第452話 アレクシアの宿敵

「もうこれは使えないわね。使いやすくて結構気に入ってたんだけど」


 そう言ってアレクシアは、自ら歪めてしまったヤスリを見てため息をついた。

 分厚い鉄の持ち手が見るも無惨な形になってしまっている。

 近くにいたフィンとアズが曲げた瞬間を見ていたらしく、目を見開いていた。

 フィンなど思わずうわぁ、などと言っていたのが聞こえたほどだ。

 気持ちは分かる。


 どれだけの力を込めればそうなってしまうのか想像もできないが、もしその力で握られたらと思うと結構怖い。

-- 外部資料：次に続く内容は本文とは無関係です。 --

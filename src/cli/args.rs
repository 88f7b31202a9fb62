//! Command line argument parsing for the Naginata CLI using clap.

use std::path::PathBuf;

use clap::{Parser, Subcommand, ValueEnum};

/// Naginata - a disk-backed full-text search engine
#[derive(Parser, Debug, Clone)]
#[command(name = "naginata")]
#[command(about = "A disk-backed full-text search engine with substring search")]
#[command(version = env!("CARGO_PKG_VERSION"))]
#[command(long_about = None)]
pub struct NaginataArgs {
    /// Verbosity level (repeat for more detail)
    #[arg(short, long, action = clap::ArgAction::Count)]
    pub verbose: u8,

    /// Quiet mode (overrides verbose)
    #[arg(short, long)]
    pub quiet: bool,

    /// Output format
    #[arg(short = 'f', long = "format", default_value = "human")]
    pub output_format: OutputFormat,

    /// Pretty-print JSON output
    #[arg(long)]
    pub pretty: bool,

    /// Subcommand to execute
    #[command(subcommand)]
    pub command: Command,
}

impl NaginataArgs {
    /// Get the effective verbosity level.
    pub fn verbosity(&self) -> u8 {
        if self.quiet {
            0
        } else {
            match self.verbose {
                0 => 1,
                n => n,
            }
        }
    }
}

/// Available CLI commands.
#[derive(Subcommand, Debug, Clone)]
pub enum Command {
    /// Create a new index
    Create(CreateArgs),

    /// Add documents to an index
    Add(AddArgs),

    /// Search an index
    Search(SearchArgs),

    /// Fetch a stored document by ID
    Get(GetArgs),

    /// Remove a document by ID
    Remove(RemoveArgs),

    /// Flush buffered documents to disk
    Flush(FlushArgs),

    /// Merge all segments and reclaim removed documents
    Optimize(OptimizeArgs),

    /// Show index statistics
    Stats(StatsArgs),

    /// Remove every document from an index
    Clear(ClearArgs),
}

/// Output format options.
#[derive(ValueEnum, Debug, Clone, Copy, PartialEq, Eq)]
pub enum OutputFormat {
    /// Human-readable output
    Human,
    /// JSON output
    Json,
}

/// Term normalization policy options.
#[derive(ValueEnum, Debug, Clone, Copy, PartialEq, Eq)]
pub enum PolicyArg {
    /// Fixed-width character n-grams (substring search)
    Ngram,
    /// Unicode word segmentation (keyword search)
    Word,
}

/// Arguments for creating an index.
#[derive(Parser, Debug, Clone)]
pub struct CreateArgs {
    /// Path to the index directory
    #[arg(value_name = "INDEX_PATH")]
    pub index_path: PathBuf,

    /// Term normalization policy
    #[arg(long, default_value = "ngram")]
    pub policy: PolicyArg,

    /// Gram width in characters (n-gram policy only)
    #[arg(long, default_value = "2")]
    pub gram_size: usize,

    /// Fail if the directory already holds an index
    #[arg(long)]
    pub exclusive: bool,
}

/// Arguments for adding documents.
#[derive(Parser, Debug, Clone)]
pub struct AddArgs {
    /// Path to the index directory
    #[arg(value_name = "INDEX_PATH")]
    pub index_path: PathBuf,

    /// Document ID (requires --text)
    #[arg(long, requires = "text", conflicts_with = "file")]
    pub id: Option<u64>,

    /// Document text (requires --id)
    #[arg(long, requires = "id")]
    pub text: Option<String>,

    /// JSONL file of documents, one {"id": .., "text": ..} object per line
    #[arg(long, value_name = "FILE")]
    pub file: Option<PathBuf>,

    /// Don't flush after adding
    #[arg(long)]
    pub no_flush: bool,
}

/// Arguments for searching.
#[derive(Parser, Debug, Clone)]
pub struct SearchArgs {
    /// Path to the index directory
    #[arg(value_name = "INDEX_PATH")]
    pub index_path: PathBuf,

    /// Query expression (terms, quoted phrases, AND/OR/NOT, parentheses)
    #[arg(value_name = "QUERY")]
    pub query: String,

    /// Maximum number of results to return
    #[arg(short, long, default_value = "10")]
    pub limit: usize,

    /// Include stored document text in the results
    #[arg(long)]
    pub show_content: bool,
}

/// Arguments for fetching a document.
#[derive(Parser, Debug, Clone)]
pub struct GetArgs {
    /// Path to the index directory
    #[arg(value_name = "INDEX_PATH")]
    pub index_path: PathBuf,

    /// Document ID
    #[arg(value_name = "DOC_ID")]
    pub doc_id: u64,
}

/// Arguments for removing a document.
#[derive(Parser, Debug, Clone)]
pub struct RemoveArgs {
    /// Path to the index directory
    #[arg(value_name = "INDEX_PATH")]
    pub index_path: PathBuf,

    /// Document ID
    #[arg(value_name = "DOC_ID")]
    pub doc_id: u64,
}

/// Arguments for flushing.
#[derive(Parser, Debug, Clone)]
pub struct FlushArgs {
    /// Path to the index directory
    #[arg(value_name = "INDEX_PATH")]
    pub index_path: PathBuf,
}

/// Arguments for optimizing.
#[derive(Parser, Debug, Clone)]
pub struct OptimizeArgs {
    /// Path to the index directory
    #[arg(value_name = "INDEX_PATH")]
    pub index_path: PathBuf,
}

/// Arguments for statistics.
#[derive(Parser, Debug, Clone)]
pub struct StatsArgs {
    /// Path to the index directory
    #[arg(value_name = "INDEX_PATH")]
    pub index_path: PathBuf,
}

/// Arguments for clearing an index.
#[derive(Parser, Debug, Clone)]
pub struct ClearArgs {
    /// Path to the index directory
    #[arg(value_name = "INDEX_PATH")]
    pub index_path: PathBuf,

    /// Skip the confirmation prompt
    #[arg(short = 'y', long)]
    pub yes: bool,
}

 アレクシアとの信頼関係が構築できて本当によかった。


 アリウス侯。彼女の父をそそのかしたということは、例の寄親ということか。

 アレクシアの家を実質途絶えさせた張本人ということになる。

 憎しみと怒りを抱くには十分な相手だろう。仇と言ってもいいかもしれない。


 アレクシアが奴隷となってしまった原因は王国と帝国の小競り合いだ。

 結局これは帝国の一貴族が欲に目がくらみ、功を焦ったということで政治的に決着が付いた。

 そのせいでアレクシアは戦争捕虜という扱いが受けられず、更に帝国から身代金の支払いがなくて奴隷に墜とされたのだ。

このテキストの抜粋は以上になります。